One of the U.S. Marine Corps' helicopters, known as Marine One when carrying the president, is pictured leaving Windsor Castle for Chequers on the final day of the second state visit to the UK of President Donald Trump and First Lady Melania Trump on September 18, 2025.
One of the U.S. Marine Corps' helicopters, known as Marine One when carrying the president, is pictured leaving Windsor Castle for Chequers on the final day of the second state visit to the UK of President Donald Trump and First Lady Melania Trump in September 2025. Mark Kerrison/In Pictures via Getty Images

And the construction crews aren’t stopping in D.C. In Florida, Mar-a-Lago has already coughed up roughly $7,746 for a permit to install a 60-foot helipad on the west lawn of the club, the Palm Beach Daily News reported. The work will be carried out by West Palm Beach-based Moroney Construction LLC and was designed by REG Architects.

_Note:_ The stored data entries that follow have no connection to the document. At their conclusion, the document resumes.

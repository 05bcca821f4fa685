use std::collections::HashMap;
use std::fs;
use std::path::Path;

use crate::error::CliError;

/// Variables consulted when building the database configuration.
pub const DATABASE_VARS: [&str; 7] = [
    "DATABASE_URL",
    "DB_DRIVER",
    "MYSQL_HOST",
    "MYSQL_PORT",
    "MYSQL_USER",
    "MYSQL_PASSWORD",
    "MYSQL_DATABASE",
];

/// Process environment overlaid with an optional `.env` file.
#[derive(Debug, Clone)]
pub struct EnvManager {
    vars: HashMap<String, String>,
    sensitive_patterns: Vec<String>,
}

impl EnvManager {
    pub fn new() -> Self {
        Self {
            vars: std::env::vars().collect(),
            sensitive_patterns: Self::default_sensitive_patterns(),
        }
    }

    fn empty() -> Self {
        Self {
            vars: HashMap::new(),
            sensitive_patterns: Self::default_sensitive_patterns(),
        }
    }

    /// Loads a .env file; its values override the process environment.
    pub fn load_from_file<P: AsRef<Path>>(&mut self, path: P) -> Result<(), CliError> {
        let path = path.as_ref();
        let content = fs::read_to_string(path).map_err(|e| {
            CliError::Config(format!("Failed to read env file {}: {}", path.display(), e))
        })?;

        self.parse_env_content(&content)
    }

    pub fn all(&self) -> &HashMap<String, String> {
        &self.vars
    }

    /// The database variables that are set, with secrets masked. Meant for
    /// logging the effective configuration.
    pub fn database_summary(&self) -> Vec<(String, String)> {
        DATABASE_VARS
            .iter()
            .filter_map(|key| {
                self.vars.get(*key).map(|value| {
                    let shown = if self.is_sensitive(key) {
                        "***".to_string()
                    } else {
                        value.clone()
                    };
                    (key.to_string(), shown)
                })
            })
            .collect()
    }

    fn is_sensitive(&self, key: &str) -> bool {
        let key = key.to_lowercase();
        // A URL may embed credentials.
        key.ends_with("_url")
            || self
                .sensitive_patterns
                .iter()
                .any(|pattern| key.contains(pattern.as_str()))
    }

    fn parse_env_content(&mut self, content: &str) -> Result<(), CliError> {
        for (line_num, line) in content.lines().enumerate() {
            let line = line.trim();

            if line.is_empty() || line.starts_with('#') {
                continue;
            }

            let line = line.strip_prefix("export ").unwrap_or(line);
            let Some((key, value)) = line.split_once('=') else {
                return Err(CliError::Config(format!(
                    "Invalid env file: malformed line {} (expected KEY=VALUE)",
                    line_num + 1
                )));
            };

            let key = key.trim();
            if key.is_empty() {
                return Err(CliError::Config(format!(
                    "Invalid env file: empty key at line {}",
                    line_num + 1
                )));
            }

            self.vars.insert(key.to_string(), Self::unquote_value(value));
        }

        Ok(())
    }

    fn unquote_value(value: &str) -> String {
        let value = value.trim();

        for quote in ['"', '\''] {
            if value.len() >= 2 && value.starts_with(quote) && value.ends_with(quote) {
                return value[1..value.len() - 1].to_string();
            }
        }

        value.to_string()
    }

    fn default_sensitive_patterns() -> Vec<String> {
        ["password", "passwd", "secret", "token", "credential"]
            .iter()
            .map(|p| p.to_string())
            .collect()
    }
}

impl Default for EnvManager {
    fn default() -> Self {
        Self::new()
    }
}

Only there’s another issue in Florida. The U.S. Secret Service has separately asked the Palm Beach Town Council to allow the Mar-a-Lago pad to remain in place even after Trump leaves the White House, citing a “significant threat assessment” against the president and his family, WPTV reported. Council members tabled that request on April 14.

Not everyone is on board with the White House plans. Retired Marine Corps Colonel Ray L’Heureux, who flew on the presidential aircraft before retiring in 2011, told the Washington Post on Sunday that a permanent pad on the South Lawn would be “stupid from an aesthetic standpoint.” He called the area “historic” and the “back yard of the White House.”

The Marine Corps told the Post that its Marine One squadron is “appropriately resourced to fly all required missions.”

White House spokesman Davis Ingle told the Beast: “President Trump has continued to make improvements at the White House and all around D.C. to benefit future presidents and Americans.”